# 2011 Crystal Red Cruze LTZ/RS



## TSURacing (Jan 1, 2011)

HOT! Love it.


----------



## SingBam (Jan 11, 2011)

Really nice! Enjoy it!


----------



## robertbick (Jan 1, 2011)

Very very nice. I'm jealous! I have not seen that interior color yet in person. I like it but don't think it would go with a Black Granite Cruze. Am I right? Is it like brown and tan?


----------



## LARRY01Z28 (Dec 4, 2010)

very nice, i like it alot


----------



## 70AARCUDA (Nov 14, 2010)

..."Welcome Aboard!" So, now I know there're _at least_ two Cruze LTZ's in Arizona...one more and we can make a "conspiracy" (ha,ha)


----------



## RS LTZ (Jan 5, 2011)

I was torn between that Crystal Red and the Black Granite. I decided with the black because my previous vehicle was red, so I wanted a change. But boy, that red is SHARP, especially with the RS Package. Congrats on the new purchase.
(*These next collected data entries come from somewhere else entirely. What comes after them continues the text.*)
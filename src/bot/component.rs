//! Custom ids of interactive components and their expiry.
//!
//! Every select menu, button and modal the bot sends carries a custom id of the form
//! `action:token`, where the token keys an entry of `InteractionSessionService`.

use serenity::all::{EditInteractionResponse, Http};
use serenity::builder::Builder;
use std::sync::Arc;
use std::time::Duration;

use crate::{error::internal::InternalError, service::interaction::InteractionSessionService};

/// Action encoded in the prefix of a component custom id.
#[derive(Debug, Clone, Copy, PartialEq, Eq)]
pub enum ComponentAction {
    /// Achievement picked from the grant select menu.
    GrantSelect,
    /// Ckey submitted through the modal.
    CkeySubmit,
    BalancePrevious,
    BalanceNext,
}

impl ComponentAction {
    fn prefix(self) -> &'static str {
        match self {
            Self::GrantSelect => "reach_grant",
            Self::CkeySubmit => "reach_ckey",
            Self::BalancePrevious => "top_balance_prev",
            Self::BalanceNext => "top_balance_next",
        }
    }

    fn from_prefix(prefix: &str) -> Option<Self> {
        match prefix {
            "reach_grant" => Some(Self::GrantSelect),
            "reach_ckey" => Some(Self::CkeySubmit),
            "top_balance_prev" => Some(Self::BalancePrevious),
            "top_balance_next" => Some(Self::BalanceNext),
            _ => None,
        }
    }

    pub fn custom_id(self, token: &str) -> String {
        format!("{}:{}", self.prefix(), token)
    }
}

/// Splits a custom id into its action and session token.
///
/// # Returns
/// - `Ok((ComponentAction, &str))` - Known action and non-empty token
/// - `Err(InternalError::MalformedCustomId)` - Id was not produced by `custom_id`
pub fn parse_custom_id(custom_id: &str) -> Result<(ComponentAction, &str), InternalError> {
    custom_id
        .split_once(':')
        .filter(|(_, token)| !token.is_empty())
        .and_then(|(prefix, token)| ComponentAction::from_prefix(prefix).map(|action| (action, token)))
        .ok_or_else(|| InternalError::MalformedCustomId(custom_id.to_string()))
}

/// Removes the components of a message once its session times out.
///
/// Runs in the background. If the session was consumed or already timed out through a
/// late click, the message has been updated by that interaction and is left alone.
///
/// # Arguments
/// - `http` - Discord HTTP client
/// - `sessions` - Registry holding the session
/// - `session_token` - Token embedded in the component custom ids
/// - `interaction_token` - Token of the interaction whose response carries the components
/// - `ttl` - Time-to-live the session was opened with
/// - `notice` - Replacement message content, `None` keeps the current content
pub fn schedule_expiry(
    http: Arc<Http>,
    sessions: InteractionSessionService,
    session_token: String,
    interaction_token: String,
    ttl: Duration,
    notice: Option<&'static str>,
) {
    tokio::spawn(async move {
        tokio::time::sleep(ttl).await;

        if !sessions.expire(&session_token).await {
            return;
        }

        let mut edit = EditInteractionResponse::new().components(Vec::new());
        if let Some(notice) = notice {
            edit = edit.content(notice);
        }

        if let Err(e) = edit.execute(&http, &interaction_token).await {
            tracing::warn!("Failed to disable expired components: {}", e);
        } else {
            tracing::debug!("Disabled components of expired session {}", session_token);
        }
    });
}
use serenity::all::{
    ButtonStyle, CommandInteraction, ComponentInteraction, Context, CreateActionRow, CreateButton,
    CreateCommand, CreateEmbed, CreateEmbedFooter, EditInteractionResponse,
};

use crate::{
    bot::{
        command::{ephemeral, requester},
        component::{schedule_expiry, ComponentAction},
    },
    error::AppError,
    middleware::auth::AuthGuard,
    model::leaderboard::{BalancePage, PlaytimeEntry},
    service::{
        interaction::{PendingInteraction, BALANCE_PAGER_TTL},
        leaderboard::{format_balance, format_playtime, medal, LeaderboardService},
    },
    state::AppState,
};

const LEADERBOARD_COLOR: u32 = 0x2ECC71;

pub fn register_top_play_time() -> CreateCommand {
    CreateCommand::new("top_play_time").description("Top 10 players by time played")
}

pub fn register_top_balance() -> CreateCommand {
    CreateCommand::new("top_balance").description("Richest characters on the server")
}

pub fn playtime_description(entries: &[PlaytimeEntry]) -> String {
    if entries.is_empty() {
        return "No playtime recorded yet.".to_string();
    }

    entries
        .iter()
        .zip(1u64..)
        .map(|(entry, rank)| {
            format!(
                "{} **{}**: {}",
                medal(rank),
                entry.user_name,
                format_playtime(entry.total_seconds)
            )
        })
        .collect::<Vec<_>>()
        .join("\n")
}

pub fn balance_description(page: &BalancePage) -> String {
    if page.entries.is_empty() {
        return "No balances recorded yet.".to_string();
    }

    page.entries
        .iter()
        .zip(page.first_rank()..)
        .map(|(entry, rank)| {
            format!(
                "{} **{}** ({}): {} $",
                medal(rank),
                entry.user_name,
                entry.char_name,
                format_balance(entry.bank_balance)
            )
        })
        .collect::<Vec<_>>()
        .join("\n")
}

fn balance_embed(page: &BalancePage) -> CreateEmbed {
    CreateEmbed::new()
        .title("💰 Top balance")
        .description(balance_description(page))
        .footer(CreateEmbedFooter::new(format!(
            "Page {}/{} · {} players",
            page.page + 1,
            page.total_pages,
            page.total_count
        )))
        .color(LEADERBOARD_COLOR)
}

fn pager_buttons(page: &BalancePage, token: &str) -> Vec<CreateActionRow> {
    vec![CreateActionRow::Buttons(vec![
        CreateButton::new(ComponentAction::BalancePrevious.custom_id(token))
            .label("◀")
            .style(ButtonStyle::Secondary)
            .disabled(!page.has_previous()),
        CreateButton::new(ComponentAction::BalanceNext.custom_id(token))
            .label("▶")
            .style(ButtonStyle::Secondary)
            .disabled(!page.has_next()),
    ])]
}

/// /top_play_time
pub async fn top_play_time(
    state: &AppState,
    ctx: &Context,
    command: &CommandInteraction,
) -> Result<(), AppError> {
    let requester = requester(command.member.as_deref(), &command.user)?;
    AuthGuard::new(&state.config).require_channel(
        &requester,
        command.channel_id.get(),
        &state.config.top_commands_channel_ids,
    )?;

    command.defer(&ctx.http).await?;

    let edit = match LeaderboardService::new(&state.db).top_playtime().await {
        Ok(entries) => EditInteractionResponse::new().embed(
            CreateEmbed::new()
                .title("🕒 Top playtime")
                .description(playtime_description(&entries))
                .color(LEADERBOARD_COLOR),
        ),
        Err(e) => EditInteractionResponse::new().content(e.to_reply()),
    };

    command.edit_response(&ctx.http, edit).await?;

    Ok(())
}

/// /top_balance
pub async fn top_balance(
    state: &AppState,
    ctx: &Context,
    command: &CommandInteraction,
) -> Result<(), AppError> {
    let requester = requester(command.member.as_deref(), &command.user)?;
    AuthGuard::new(&state.config).require_channel(
        &requester,
        command.channel_id.get(),
        &state.config.top_commands_channel_ids,
    )?;

    command.defer(&ctx.http).await?;

    let page = match LeaderboardService::new(&state.db).balance_page(0).await {
        Ok(page) => page,
        Err(e) => {
            command
                .edit_response(&ctx.http, EditInteractionResponse::new().content(e.to_reply()))
                .await?;
            return Ok(());
        }
    };

    let mut edit = EditInteractionResponse::new().embed(balance_embed(&page));

    // A single page needs no pager.
    let session = if page.total_pages > 1 {
        let token = state
            .sessions
            .open(
                requester.user_id,
                PendingInteraction::BalancePager { page: page.page },
                BALANCE_PAGER_TTL,
            )
            .await;
        edit = edit.components(pager_buttons(&page, &token));
        Some(token)
    } else {
        None
    };

    command.edit_response(&ctx.http, edit).await?;

    if let Some(session_token) = session {
        schedule_expiry(
            ctx.http.clone(),
            state.sessions.clone(),
            session_token,
            command.token.clone(),
            BALANCE_PAGER_TTL,
            None,
        );
    }

    Ok(())
}

/// Previous or next button of the balance pager.
pub async fn turn_page(
    state: &AppState,
    ctx: &Context,
    component: &ComponentInteraction,
    token: &str,
    forward: bool,
) -> Result<(), AppError> {
    let Some(session) = state.sessions.get(token).await else {
        component
            .create_response(
                &ctx.http,
                ephemeral("⌛ These buttons have expired. Run /top_balance again."),
            )
            .await?;
        return Ok(());
    };

    let PendingInteraction::BalancePager { page } = session.pending else {
        return Ok(());
    };
    let requested = if forward {
        page.saturating_add(1)
    } else {
        page.saturating_sub(1)
    };

    component.defer(&ctx.http).await?;

    let edit = match LeaderboardService::new(&state.db)
        .balance_page(requested)
        .await
    {
        Ok(page) => {
            state
                .sessions
                .update(token, PendingInteraction::BalancePager { page: page.page })
                .await;
            EditInteractionResponse::new()
                .embed(balance_embed(&page))
                .components(pager_buttons(&page, token))
        }
        Err(e) => EditInteractionResponse::new()
            .content(e.to_reply())
            .components(Vec::new()),
    };

    component.edit_response(&ctx.http, edit).await?;

    Ok(())
}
Also, is that a Chevelle I see in the garage???


----------



## luv2cruze (Dec 15, 2010)

What a beaut! Congrats!!!!!

The US red is so much nicer than the CDN red. I wonder why we don't have the same paint


----------



## shawn672 (Oct 31, 2010)

luv2cruze said:


> What a beaut! Congrats!!!!!
> 
> The US red is so much nicer than the CDN red. I wonder why we don't have the same paint


The Crystal Red Tintcoat is the same from what I can tell


----------



## luv2cruze (Dec 15, 2010)

The one I see on the lot downstairs and the one I see in the pic above look like different reds to me. Kretz' looks brighter. I dunno, maybe it's just me. It doesn't make sense if they are different..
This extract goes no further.